### Directions for this task
Please state how many lines in the records below contain the word "Arbitrary"; the number alone is the answer.

Dataset entries:
● ● ● ●
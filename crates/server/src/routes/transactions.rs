use axum::extract::{Path, State};
use serde_json::Value;
use service::transaction::domain::{TransactionInput, TransactionView};

use crate::errors::JsonApiError;
use crate::response::{self, join, ApiResult};
use crate::routes::auth::ServerState;
use crate::validation::{parse_body, require_fields, ApiJson};

#[utoipa::path(get, path = "/api/v1/transactions", tag = "transactions",
    responses((status = 200, description = "OK"), (status = 404, description = "No transactions found")))]
pub async fn list(State(state): State<ServerState>) -> ApiResult<Vec<TransactionView>> {
    let rows = state.transactions.list().await?;
    if rows.is_empty() {
        return Err(JsonApiError::not_found("No transactions found"));
    }
    let message = format!(
        "Transactions with transaction {} and IDs {} retrieved",
        join(rows.iter().map(TransactionView::user_name)),
        join(rows.iter().map(|t| t.id)),
    );
    response::ok(message, rows)
}

#[utoipa::path(get, path = "/api/v1/transaction/{id}", tag = "transactions",
    params(("id" = String, Path, description = "Transaction ID")),
    responses((status = 200, description = "OK"), (status = 400, description = "Invalid ID"), (status = 404, description = "Not Found")))]
pub async fn get(State(state): State<ServerState>, Path(id): Path<String>) -> ApiResult<TransactionView> {
    let t = state.transactions.get(&id).await?;
    response::ok(format!("Transaction of {} is {}", t.user_name(), t.status.as_str()), t)
}

#[utoipa::path(post, path = "/api/v1/transactions", tag = "transactions", request_body = crate::openapi::TransactionRequest,
    responses((status = 201, description = "Created"), (status = 400, description = "Validation Error"), (status = 404, description = "User not found")))]
pub async fn create(State(state): State<ServerState>, ApiJson(body): ApiJson<Value>) -> ApiResult<TransactionView> {
    require_fields(&body, &["user", "product", "date"])?;
    let input: TransactionInput = parse_body(body)?;
    let t = state.transactions.create(input).await?;
    response::created(format!("Transaction of {} with ID {} is created", t.user_name(), t.id), t)
}

#[utoipa::path(patch, path = "/api/v1/transaction/edit/{id}", tag = "transactions", request_body = crate::openapi::TransactionRequest,
    params(("id" = String, Path, description = "Transaction ID")),
    responses((status = 200, description = "Updated"), (status = 400, description = "Validation Error"), (status = 404, description = "Not Found")))]
pub async fn update(State(state): State<ServerState>, Path(id): Path<String>, ApiJson(body): ApiJson<Value>) -> ApiResult<TransactionView> {
    require_fields(&body, &["status", "date"])?;
    let input: TransactionInput = parse_body(body)?;
    let t = state.transactions.update(&id, input).await?;
    response::ok(format!("Transaction on {} with ID {} is updated", t.date.to_rfc3339(), t.id), t)
}

#[utoipa::path(delete, path = "/api/v1/transaction/{id}", tag = "transactions",
    params(("id" = String, Path, description = "Transaction ID")),
    responses((status = 200, description = "Deleted"), (status = 404, description = "Not Found")))]
pub async fn delete(State(state): State<ServerState>, Path(id): Path<String>) -> ApiResult<TransactionView> {
    let t = state.transactions.delete(&id).await?;
    response::ok(format!("Transaction on {} with ID {} is deleted", t.date.to_rfc3339(), t.id), t)
}
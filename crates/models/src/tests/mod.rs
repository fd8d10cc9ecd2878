use migration::MigratorTrait;
use sea_orm::DatabaseConnection;
use tokio::sync::OnceCell;

use crate::db::connect;


/// CRUD operations tests for all entities
pub mod crud_tests;

static MIGRATED: OnceCell<()> = OnceCell::const_new();

/// Connect and make sure the schema is current; migrations run once per process.
pub(crate) async fn setup_test_db() -> anyhow::Result<DatabaseConnection> {
    MIGRATED
        .get_or_try_init(|| async {
            let db = connect().await?;
            migration::Migrator::up(&db, None).await?;
            Ok::<(), anyhow::Error>(())
        })
        .await?;
    connect().await
}
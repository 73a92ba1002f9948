//! Arbitrary oracle bodies must parse or fail cleanly, and anything that
//! parses must render or fail cleanly.

#![no_main]

use arbitrary::Arbitrary;
use libfuzzer_sys::fuzz_target;

use sculpt_oracle::{parse_edit_proposal, parse_scene};
use sculpt_script::{Dialect, EmitterConfig, ScriptEmitter, UnsupportedPolicy};

#[derive(Arbitrary, Debug)]
struct Input<'a> {
    body: &'a str,
    openscad: bool,
    skip_unsupported: bool,
    precision: u8,
}

fuzz_target!(|input: Input<'_>| {
    let _ = parse_edit_proposal(input.body);

    if let Ok(scene) = parse_scene(input.body) {
        let emitter = ScriptEmitter::new(EmitterConfig {
            dialect: if input.openscad { Dialect::OpenScad } else { Dialect::BlenderPython },
            unsupported: if input.skip_unsupported {
                UnsupportedPolicy::Skip
            } else {
                UnsupportedPolicy::Abort
            },
            precision: (input.precision % 9) as usize,
        });
        let _ = emitter.render_scene(&scene);
    }
});
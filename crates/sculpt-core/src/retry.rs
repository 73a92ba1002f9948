//! Bounded exponential backoff
//!
//! Shared by the capture device loop and the oracle client. Attempts are
//! counted including the first call, so `max_attempts = 3` means at most
//! two backoff sleeps.

use std::time::Duration;

use rand::Rng;

use crate::{CancelToken, SculptResult};

/// Retry policy configuration
#[derive(Debug, Clone, PartialEq)]
pub struct RetryConfig {
    /// Total attempts, including the first
    pub max_attempts: u32,
    /// Delay before the second attempt
    pub initial_delay: Duration,
    /// Upper bound for any single delay
    pub max_delay: Duration,
    /// Growth factor per attempt
    pub multiplier: f64,
    /// Add up to 25% random jitter
    pub jitter: bool,
}

impl Default for RetryConfig {
    fn default() -> Self {
        RetryConfig {
            max_attempts: 3,
            initial_delay: Duration::from_millis(200),
            max_delay: Duration::from_secs(5),
            multiplier: 2.0,
            jitter: true,
        }
    }
}

impl RetryConfig {
    pub fn new() -> Self {
        Self::default()
    }

    pub fn max_attempts(mut self, attempts: u32) -> Self {
        self.max_attempts = attempts.max(1);
        self
    }

    pub fn initial_delay(mut self, delay: Duration) -> Self {
        self.initial_delay = delay;
        self
    }

    pub fn max_delay(mut self, delay: Duration) -> Self {
        self.max_delay = delay;
        self
    }

    pub fn multiplier(mut self, mult: f64) -> Self {
        self.multiplier = mult.max(1.0);
        self
    }

    pub fn jitter(mut self, enabled: bool) -> Self {
        self.jitter = enabled;
        self
    }

    /// Zero delays, no jitter - for tests and simulations
    pub fn immediate(max_attempts: u32) -> Self {
        RetryConfig {
            max_attempts: max_attempts.max(1),
            initial_delay: Duration::ZERO,
            max_delay: Duration::ZERO,
            multiplier: 1.0,
            jitter: false,
        }
    }
}

/// Exponential backoff calculator
#[derive(Debug, Clone)]
pub struct ExponentialBackoff {
    config: RetryConfig,
    attempt: u32,
}

impl ExponentialBackoff {
    pub fn new(config: RetryConfig) -> Self {
        ExponentialBackoff { config, attempt: 1 }
    }

    /// Attempt number about to run or just run (1-based)
    pub fn attempt(&self) -> u32 {
        self.attempt
    }

    pub fn max_attempts(&self) -> u32 {
        self.config.max_attempts
    }

    pub fn has_more(&self) -> bool {
        self.attempt < self.config.max_attempts
    }

    /// Delay before the next attempt, or None once attempts are exhausted
    pub fn next_delay(&mut self) -> Option<Duration> {
        if !self.has_more() {
            return None;
        }
        let delay = self.calculate_delay();
        self.attempt += 1;
        Some(delay)
    }

    fn calculate_delay(&self) -> Duration {
        let base = self.config.initial_delay.as_secs_f64();
        let grown = base * self.config.multiplier.powi(self.attempt as i32 - 1);
        let capped = grown.min(self.config.max_delay.as_secs_f64());

        let secs = if self.config.jitter && capped > 0.0 {
            let factor: f64 = rand::thread_rng().gen_range(0.0..0.25);
            capped + capped * factor
        } else {
            capped
        };

        Duration::from_secs_f64(secs)
    }

    pub fn reset(&mut self) {
        self.attempt = 1;
    }
}

/// Sleep for `delay`, returning `Cancelled` if the token fires first
pub async fn backoff_sleep(delay: Duration, cancel: &CancelToken) -> SculptResult<()> {
    if delay.is_zero() {
        return if cancel.is_cancelled() {
            Err(crate::SculptError::Cancelled)
        } else {
            Ok(())
        };
    }
    cancel.run(tokio::time::sleep(delay)).await
}
//! Capture device contract
//!
//! The turntable actuator and image sensor sit behind one narrow trait.
//! Nothing is assumed about resolution or encoding beyond opaque bytes
//! and a MIME type.

use async_trait::async_trait;
use bytes::Bytes;
use thiserror::Error;

use sculpt_core::{AngleIndex, DEFAULT_MIME_TYPE};

use crate::CaptureSettings;

/// Raw image returned by the device for one angle
#[derive(Clone, Debug)]
pub struct RawCapture {
    pub image: Bytes,
    pub mime_type: String,
}

impl RawCapture {
    pub fn jpeg(image: impl Into<Bytes>) -> Self {
        RawCapture {
            image: image.into(),
            mime_type: DEFAULT_MIME_TYPE.to_string(),
        }
    }
}

/// Device failure
#[derive(Error, Debug, Clone, PartialEq)]
pub enum DeviceError {
    #[error("device timed out")]
    Timeout,

    /// The sensor's own sharpness check rejected the shot
    #[error("blur detected (sharpness {sharpness:.2})")]
    Blurred { sharpness: f32 },

    #[error("device returned an empty image")]
    EmptyImage,

    #[error("device fault: {0}")]
    Fault(String),
}

impl DeviceError {
    /// Timeouts, blur rejections and empty reads are worth another attempt
    pub fn is_transient(&self) -> bool {
        matches!(
            self,
            DeviceError::Timeout | DeviceError::Blurred { .. } | DeviceError::EmptyImage
        )
    }
}

/// Turntable + camera collaborator
#[async_trait]
pub trait CaptureDevice: Send {
    /// Apply capture settings before the first frame of a session
    async fn prepare(&mut self, _settings: &CaptureSettings) -> Result<(), DeviceError> {
        Ok(())
    }

    /// Rotate to `angle_index` and acquire one image
    async fn capture_frame(&mut self, angle_index: AngleIndex) -> Result<RawCapture, DeviceError>;
}

#[async_trait]
impl<D: CaptureDevice + ?Sized> CaptureDevice for Box<D> {
    async fn prepare(&mut self, settings: &CaptureSettings) -> Result<(), DeviceError> {
        (**self).prepare(settings).await
    }

    async fn capture_frame(&mut self, angle_index: AngleIndex) -> Result<RawCapture, DeviceError> {
        (**self).capture_frame(angle_index).await
    }
}

#[cfg(test)]
mod tests {
    use super::*;

    #[test]
    fn test_transient_classification() {
        assert!(DeviceError::Timeout.is_transient());
        assert!(DeviceError::Blurred { sharpness: 0.1 }.is_transient());
        assert!(!DeviceError::Fault("lens cap".into()).is_transient());
    }

    #[test]
    fn test_raw_capture_defaults_to_jpeg() {
        let raw = RawCapture::jpeg(vec![1u8, 2, 3]);
        assert_eq!(raw.mime_type, "image/jpeg");
        assert_eq!(raw.image.len(), 3);
    }
}
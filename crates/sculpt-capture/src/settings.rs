//! Capture settings passed to the device before acquisition

use std::time::Duration;

/// Sensor crop rectangle in sensor pixels
#[derive(Debug, Clone, Copy, PartialEq, Eq)]
pub struct CropRegion {
    pub x: u32,
    pub y: u32,
    pub width: u32,
    pub height: u32,
}

/// Still-capture settings
#[derive(Debug, Clone, PartialEq)]
pub struct CaptureSettings {
    /// Output image size (width, height)
    pub resolution: (u32, u32),
    /// Digital zoom; 1.0 uses the full sensor
    pub zoom: f64,
    /// Time for exposure/white balance to settle after the camera starts
    pub settle_delay: Duration,
}

impl Default for CaptureSettings {
    fn default() -> Self {
        CaptureSettings {
            resolution: (1280, 720),
            zoom: 1.5,
            settle_delay: Duration::from_secs(2),
        }
    }
}

impl CaptureSettings {
    /// Centered crop of `sensor` (width, height) for the zoom factor.
    /// Zoom values below 1.0 are treated as 1.0.
    pub fn crop_region(&self, sensor: (u32, u32)) -> CropRegion {
        let zoom = if self.zoom.is_finite() { self.zoom.max(1.0) } else { 1.0 };
        let width = (sensor.0 as f64 / zoom) as u32;
        let height = (sensor.1 as f64 / zoom) as u32;
        CropRegion {
            x: (sensor.0 - width) / 2,
            y: (sensor.1 - height) / 2,
            width,
            height,
        }
    }
}
//! SCULPT Core - Fundamental types and primitives
//!
//! This crate defines the types shared by every pipeline stage:
//! - Identifiers (SessionId, ObjectId, AngleIndex, Version)
//! - Capture time stamps
//! - Frames and capture sets
//! - Scene descriptions (named procedural parts)
//! - Error taxonomy
//! - Bounded exponential backoff and cancellation

pub mod id;
pub mod time;
pub mod frame;
pub mod scene;
pub mod error;
pub mod retry;
pub mod cancel;

pub use id::*;
pub use time::*;
pub use frame::*;
pub use scene::*;
pub use error::*;
pub use retry::*;
pub use cancel::*;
● ● ● ●
### Response for this exercise
3